In his Wednesday remarks, Kennedy said that past dietary guidelines were the result of “politicized science driven by the mercantile ambitions of the big food processing companies.” His revisions will “bring real food” back into American homes, Kennedy said, and “combat the root cause” of what he has described as an epidemic of chronic illness.
Kennedy’s belief in this phenomenon was at the center of some of his more grandiose claims. At one point, Kennedy said that “more than 40% of every taxpayer dollar collected now goes to largely preventable diet-based diseases,” an extremely high estimate given that total health expenditures – including all of Medicare and Medicaid – make up about a quarter of the federal budget, according to analysis from the Kaiser Family Foundation.
“He’s right to say that we have allowed too much junk food to come into our food supply,” Venkat said, but this is undercut by Kennedy increasing allowances for alcohol and saturated fats, for which Venkat said there is little to no scientific backing.
Most major medical agencies have had similar critiques. The American Medical Association and the American Academy of Pediatrics endorsed Kennedy’s food pyramid, praising the reduction of processed sugars — even as both have condemned Kennedy’s stance on vaccines, including him downplaying the danger of measles and misrepresenting how the vaccine works amid ongoing outbreaks of the disease across the nation.
Kennedy didn’t bring vaccines up during his speech, and only touched on the topic in response to a reporter’s question asking for his reaction to states — including Pennsylvania — moving to allow physicians to use state-level vaccine guidance due to concerns over the veracity of HHS information under Kennedy.
“Some states may choose to take a different pathway, and I think we envision that different people will be doing different things,” Kennedy said.
The vaccine issue was clearly at the forefront for many of those in attendance, some of whom told PennLive they had driven hours to see Kennedy because they believed his theories about vaccines causing disease.
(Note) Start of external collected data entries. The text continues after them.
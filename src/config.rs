//! Kernel configuration.
//!
//! Loaded from the environment (and a `.env` file when present):
//!
//! | Variable | Default | Meaning |
//! |---|---|---|
//! | `RESTPARAM_ADDR` | `0.0.0.0:3000` | listen address |
//! | `RESTPARAM_MAX_BODY_SIZE` | `8388608` | request body limit in bytes |
//! | `RESTPARAM_PARAM_FETCHER_LISTENER` | `enabled` | `enabled` or `force` |
//! | `RESTPARAM_PARAMETER_<NAME>` | | placeholder `%name%` (lowercased) |
//!
//! or deserialized from any serde format with the same field names.

use std::net::SocketAddr;
use std::str::FromStr;

use serde::Deserialize;
use tracing::debug;

use crate::error::Error;
use crate::parameters::Parameters;

const PREFIX: &str = "RESTPARAM_";
const PARAMETER_PREFIX: &str = "RESTPARAM_PARAMETER_";

/// What the kernel does with declared params before calling a handler.
#[derive(Clone, Copy, Debug, Default, Deserialize, Eq, PartialEq)]
#[serde(rename_all = "lowercase")]
pub enum ListenerMode {
    /// Handlers fetch params on demand through `Request::param_fetcher`.
    #[default]
    Enabled,
    /// Every param is fetched up front and stored as a request attribute;
    /// a failure short-circuits the handler.
    Force,
}

impl FromStr for ListenerMode {
    type Err = Error;

    fn from_str(s: &str) -> Result<Self, Self::Err> {
        match s.trim().to_ascii_lowercase().as_str() {
            "enabled" | "true" => Ok(Self::Enabled),
            "force" => Ok(Self::Force),
            other => Err(Error::Config(format!("unknown param fetcher listener mode `{other}`"))),
        }
    }
}

#[derive(Clone, Debug, Deserialize)]
#[serde(default)]
pub struct Config {
    pub addr: SocketAddr,
    /// Larger request bodies are rejected with a 400.
    pub max_body_size: usize,
    pub param_fetcher_listener: ListenerMode,
    /// Values for `%name%` placeholders in param defaults and requirements.
    pub parameters: Parameters,
}

impl Default for Config {
    fn default() -> Self {
        Self {
            addr: SocketAddr::from(([0, 0, 0, 0], 3000)),
            max_body_size: 8 * 1024 * 1024,
            param_fetcher_listener: ListenerMode::default(),
            parameters: Parameters::default(),
        }
    }
}

impl Config {
    /// Reads `RESTPARAM_*` variables, loading `.env` first if it exists.
    pub fn from_env() -> Result<Self, Error> {
        if let Ok(path) = dotenvy::dotenv() {
            debug!(path = %path.display(), "loaded environment file");
        }
        Self::from_vars(std::env::vars())
    }

    pub fn from_vars<I>(vars: I) -> Result<Self, Error>
    where
        I: IntoIterator<Item = (String, String)>,
    {
        let mut config = Self::default();
        for (key, value) in vars {
            if let Some(name) = key.strip_prefix(PARAMETER_PREFIX) {
                config.parameters.insert(name.to_ascii_lowercase(), value);
                continue;
            }
            match key.strip_prefix(PREFIX) {
                Some("ADDR") => {
                    config.addr = value
                        .parse()
                        .map_err(|e| Error::Config(format!("{key}=`{value}`: {e}")))?;
                }
                Some("MAX_BODY_SIZE") => {
                    config.max_body_size = value
                        .parse()
                        .map_err(|e| Error::Config(format!("{key}=`{value}`: {e}")))?;
                }
                Some("PARAM_FETCHER_LISTENER") => config.param_fetcher_listener = value.parse()?,
                _ => {}
            }
        }
        Ok(config)
    }

    /// Parses a JSON document.
    pub fn from_json(json: &str) -> Result<Self, Error> {
        serde_json::from_str(json).map_err(|e| Error::Config(e.to_string()))
    }

    pub fn with_listener(mut self, mode: ListenerMode) -> Self {
        self.param_fetcher_listener = mode;
        self
    }

    pub fn with_parameter(mut self, name: impl Into<String>, value: impl Into<String>) -> Self {
        self.parameters = self.parameters.with(name, value);
        self
    }
}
Kennedy was involved “very early in the awareness that vaccines cause autism,” said Kathleen Tanenbaum, who came in from Allentown. Tanenbaum said she had found out about the event through a organization “primarily for people who know their children have been vaccine-injured.” The Pennsylvania Coalition for Informed Consent, which lobbies in support of exemptions to school and workplace vaccine requirements, had a table set up in the rotunda for Kennedy’s appearance.
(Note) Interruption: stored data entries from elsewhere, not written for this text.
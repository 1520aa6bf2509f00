//! ## [Attachment Objects](https://learn.microsoft.com/en-us/openspecs/office_file_formats/ms-pst/46eb4828-c6a5-420d-a137-9ee36df317c1)

use super::{base_name, message::ATTACH_BY_VALUE, MessagingResult};
use crate::{
    ltp::prop_context::PropertyContext,
    ndb::{block::SubNodeLeafEntry, NodeDatabase},
    props::{prop_id::*, value::PropertyValue},
};

/// A full attachment object: the PC reached through the parent message's
/// sub-node map, with the payload bytes decoded eagerly.
pub struct Attachment {
    properties: PropertyContext,
    display_name: Option<String>,
    method: i32,
    size: Option<i32>,
    filename: Option<String>,
    long_filename: Option<String>,
    mime_tag: Option<String>,
    extension: Option<String>,
    data: Option<Vec<u8>>,
}

impl Attachment {
    pub fn read(database: &NodeDatabase, entry: &SubNodeLeafEntry) -> MessagingResult<Self> {
        let properties = PropertyContext::read_sub_node(database, entry)?;

        let get_string = |prop_id| {
            properties
                .get(prop_id)
                .and_then(PropertyValue::as_string)
        };

        let display_name = get_string(PID_TAG_DISPLAY_NAME);
        let method = properties
            .get(PID_TAG_ATTACH_METHOD)
            .and_then(PropertyValue::as_i32)
            .unwrap_or_default();
        let size = properties
            .get(PID_TAG_ATTACHMENT_SIZE)
            .and_then(PropertyValue::as_i32);
        let filename = get_string(PID_TAG_ATTACH_FILENAME);
        let long_filename = get_string(PID_TAG_ATTACH_LONG_FILENAME);
        let mime_tag = get_string(PID_TAG_ATTACH_MIME_TAG);
        let extension = get_string(PID_TAG_ATTACH_EXTENSION);

        // by-value attachments carry PidTagAttachDataBinary; embedded and
        // storage attachments carry PidTagAttachDataObject under the same id
        let data = properties
            .get(PID_TAG_ATTACH_DATA_BINARY)
            .and_then(PropertyValue::as_bytes)
            .map(<[u8]>::to_vec);

        Ok(Self {
            properties,
            display_name,
            method,
            size,
            filename,
            long_filename,
            mime_tag,
            extension,
            data,
        })
    }

    pub fn properties(&self) -> &PropertyContext {
        &self.properties
    }

    pub fn display_name(&self) -> Option<&str> {
        self.display_name.as_deref()
    }

    pub fn method(&self) -> i32 {
        self.method
    }

    pub fn is_by_value(&self) -> bool {
        self.method == ATTACH_BY_VALUE
    }

    /// `PidTagAttachmentSize`, which counts more than the raw payload.
    pub fn size(&self) -> Option<i32> {
        self.size
    }

    /// Long filename if present, else the 8.3 name, else a placeholder
    /// naming the attach method; always reduced to its base name.
    pub fn filename(&self) -> String {
        match self.long_filename.as_deref().or(self.filename.as_deref()) {
            Some(name) if !name.is_empty() => base_name(name),
            _ => format!("[NoFilename_Method{}]", self.method),
        }
    }

    pub fn mime_tag(&self) -> Option<&str> {
        self.mime_tag.as_deref()
    }

    pub fn extension(&self) -> Option<&str> {
        self.extension.as_deref()
    }

    pub fn data(&self) -> Option<&[u8]> {
        self.data.as_deref()
    }
}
(The Centers for Disease Control, under Kennedy’s authority, has claimed that science cannot rule out a link between childhood vaccinations and autism, even though voluminous studies point to better diagnostics, increased parental age, and a handful of other factors as the drivers of increased rates of the disorder.)
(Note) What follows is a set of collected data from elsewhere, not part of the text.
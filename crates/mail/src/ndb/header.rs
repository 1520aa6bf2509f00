//! [HEADER](https://learn.microsoft.com/en-us/openspecs/office_file_formats/ms-pst/c9876f5a-664b-46a3-9887-ba63f113abf5)

use byteorder::{LittleEndian, ReadBytesExt};
use std::io::Read;

use super::{block_id::*, NdbError, NdbResult};

/// `dwMagic` / `wMagicClient`
const HEADER_MAGIC: [u8; 4] = *b"!BDN";
const HEADER_MAGIC_CLIENT: [u8; 2] = *b"SM";

/// `wVer`: ANSI files are version 14 or 15, Unicode files version 23.
#[repr(u16)]
#[derive(Copy, Clone, PartialEq, Eq, Default, Debug)]
pub enum PstVersion {
    Ansi = 15,
    #[default]
    Unicode = 23,
}

impl TryFrom<u16> for PstVersion {
    type Error = NdbError;

    fn try_from(value: u16) -> Result<Self, Self::Error> {
        match value {
            14..=15 => Ok(PstVersion::Ansi),
            23 => Ok(PstVersion::Unicode),
            _ => Err(NdbError::InvalidVersion(value)),
        }
    }
}

impl PstVersion {
    pub fn is_ansi(&self) -> bool {
        *self == PstVersion::Ansi
    }
}

/// `bCryptMethod`: how external data-block payloads are obfuscated. Anything
/// beyond the permutation encoding is unsupported and fails at open.
#[repr(u8)]
#[derive(Copy, Clone, PartialEq, Eq, Default, Debug)]
pub enum CryptMethod {
    /// `NDB_CRYPT_NONE`: data blocks are stored as-is
    #[default]
    None = 0x00,
    /// `NDB_CRYPT_PERMUTE`: byte substitution through the fixed table in
    /// [crate::encode]
    Permute = 0x01,
}

impl TryFrom<u8> for CryptMethod {
    type Error = NdbError;

    fn try_from(value: u8) -> Result<Self, Self::Error> {
        match value {
            0x00 => Ok(CryptMethod::None),
            0x01 => Ok(CryptMethod::Permute),
            _ => Err(NdbError::UnsupportedCryptMethod(value)),
        }
    }
}

/// [ROOT](https://learn.microsoft.com/en-us/openspecs/office_file_formats/ms-pst/32ce8c94-4757-46c8-a169-3fd21abee584):
/// file extents and the two root B-tree references.
#[derive(Clone, Copy, Debug)]
pub struct Root {
    file_eof: u64,
    amap_last: u64,
    amap_free: u64,
    pmap_free: u64,
    node_btree: BlockRef,
    block_btree: BlockRef,
    amap_valid: u8,
}

impl Root {
    pub fn read(f: &mut dyn Read, version: PstVersion) -> NdbResult<Self> {
        // dwReserved
        let _ = f.read_u32::<LittleEndian>()?;

        let mut read_index = || -> NdbResult<u64> {
            Ok(match version {
                PstVersion::Ansi => u64::from(f.read_u32::<LittleEndian>()?),
                PstVersion::Unicode => f.read_u64::<LittleEndian>()?,
            })
        };

        let file_eof = read_index()?;
        let amap_last = read_index()?;
        let amap_free = read_index()?;
        let pmap_free = read_index()?;

        let node_btree = BlockRef::read(f, version)?;
        let block_btree = BlockRef::read(f, version)?;
        let amap_valid = f.read_u8()?;

        // bReserved, wReserved
        let mut reserved = [0_u8; 3];
        f.read_exact(&mut reserved)?;

        Ok(Self {
            file_eof,
            amap_last,
            amap_free,
            pmap_free,
            node_btree,
            block_btree,
            amap_valid,
        })
    }

    pub fn file_eof(&self) -> u64 {
        self.file_eof
    }

    pub fn amap_last(&self) -> u64 {
        self.amap_last
    }

    pub fn amap_free(&self) -> u64 {
        self.amap_free
    }

    pub fn pmap_free(&self) -> u64 {
        self.pmap_free
    }

    pub fn node_btree(&self) -> BlockRef {
        self.node_btree
    }

    pub fn block_btree(&self) -> BlockRef {
        self.block_btree
    }

    pub fn amap_valid(&self) -> u8 {
        self.amap_valid
    }
}

/// The fixed header at offset 0. Only the fields a read-only session needs
/// are retained: version, crypt method, and the root structure.
#[derive(Clone, Debug)]
pub struct Header {
    version: PstVersion,
    crypt_method: CryptMethod,
    root: Root,
}

impl Header {
    /// Parse the header from the start of the file. A bad magic or an
    /// unknown version marks the whole container invalid; an unknown crypt
    /// method is unsupported. Both are distinct error values so callers can
    /// skip such files.
    pub fn read(f: &mut dyn Read) -> NdbResult<Self> {
        let mut magic = [0_u8; 4];
        f.read_exact(&mut magic)?;
        if magic != HEADER_MAGIC {
            return Err(NdbError::InvalidMagic);
        }

        // dwCRCPartial
        let _ = f.read_u32::<LittleEndian>()?;

        let mut magic_client = [0_u8; 2];
        f.read_exact(&mut magic_client)?;
        if magic_client != HEADER_MAGIC_CLIENT {
            return Err(NdbError::InvalidMagic);
        }

        let version = PstVersion::try_from(f.read_u16::<LittleEndian>()?)?;

        // wVerClient, bPlatformCreate, bPlatformAccess, dwReserved1, dwReserved2
        let mut skipped = [0_u8; 12];
        f.read_exact(&mut skipped)?;

        let root;
        let crypt_method;
        match version {
            PstVersion::Ansi => {
                // bidNextB, bidNextP, dwUnique
                let mut skipped = [0_u8; 12];
                f.read_exact(&mut skipped)?;
                // rgnid
                let mut nids = [0_u8; 128];
                f.read_exact(&mut nids)?;

                root = Root::read(f, version)?;

                // rgbFM, rgbFP
                let mut free_maps = [0_u8; 256];
                f.read_exact(&mut free_maps)?;

                // bSentinel
                let _ = f.read_u8()?;
                crypt_method = CryptMethod::try_from(f.read_u8()?)?;
            }
            PstVersion::Unicode => {
                // bidUnused, bidNextP, dwUnique
                let mut skipped = [0_u8; 20];
                f.read_exact(&mut skipped)?;
                // rgnid
                let mut nids = [0_u8; 128];
                f.read_exact(&mut nids)?;
                // qwUnused
                let mut unused = [0_u8; 8];
                f.read_exact(&mut unused)?;

                root = Root::read(f, version)?;

                // dwAlign
                let _ = f.read_u32::<LittleEndian>()?;
                // rgbFM, rgbFP
                let mut free_maps = [0_u8; 256];
                f.read_exact(&mut free_maps)?;

                // bSentinel
                let _ = f.read_u8()?;
                crypt_method = CryptMethod::try_from(f.read_u8()?)?;
            }
        }

        Ok(Self {
            version,
            crypt_method,
            root,
        })
    }

    pub fn version(&self) -> PstVersion {
        self.version
    }

    pub fn crypt_method(&self) -> CryptMethod {
        self.crypt_method
    }

    pub fn root(&self) -> &Root {
        &self.root
    }
}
A few attendees were interested in the actual topic at hand. Naomi Whittaker, a Harrisburg-area OB/GYN, said she showed up because Kennedy’s emphasis on nutrition seems like “common-sense stuff.”
Whittaker said she’s had several patients who were told by other doctors that they would need IVF, but whose fertility problems could actually be solved by less invasive methods, and that she’s concerned about the “commoditizing of female bodies” by medical professionals eager to push costly treatments.
At one point in Kennedy’s speech, he was badgered by a heckler over the Trump-backed federal budget deal that will impose reductions to Medicaid coverage.
The heckler was ushered out by Capitol police, but the issue remains. Kennedy touted a plan by Trump to put $50 billion over the next five years into supporting rural healthcare facilities – although this would only make up for a little over a third of what they’re estimated to lose from the Medicaid changes.
“We’re hearing advice on how to fix rural health from someone that is in an administration that is actively working to defund all of the mechanisms to afford healthcare for every person across our commonwealth – rural or suburban or urban,” said Sen. Maria Collett, D-Montgomery County. “It’s devastating.”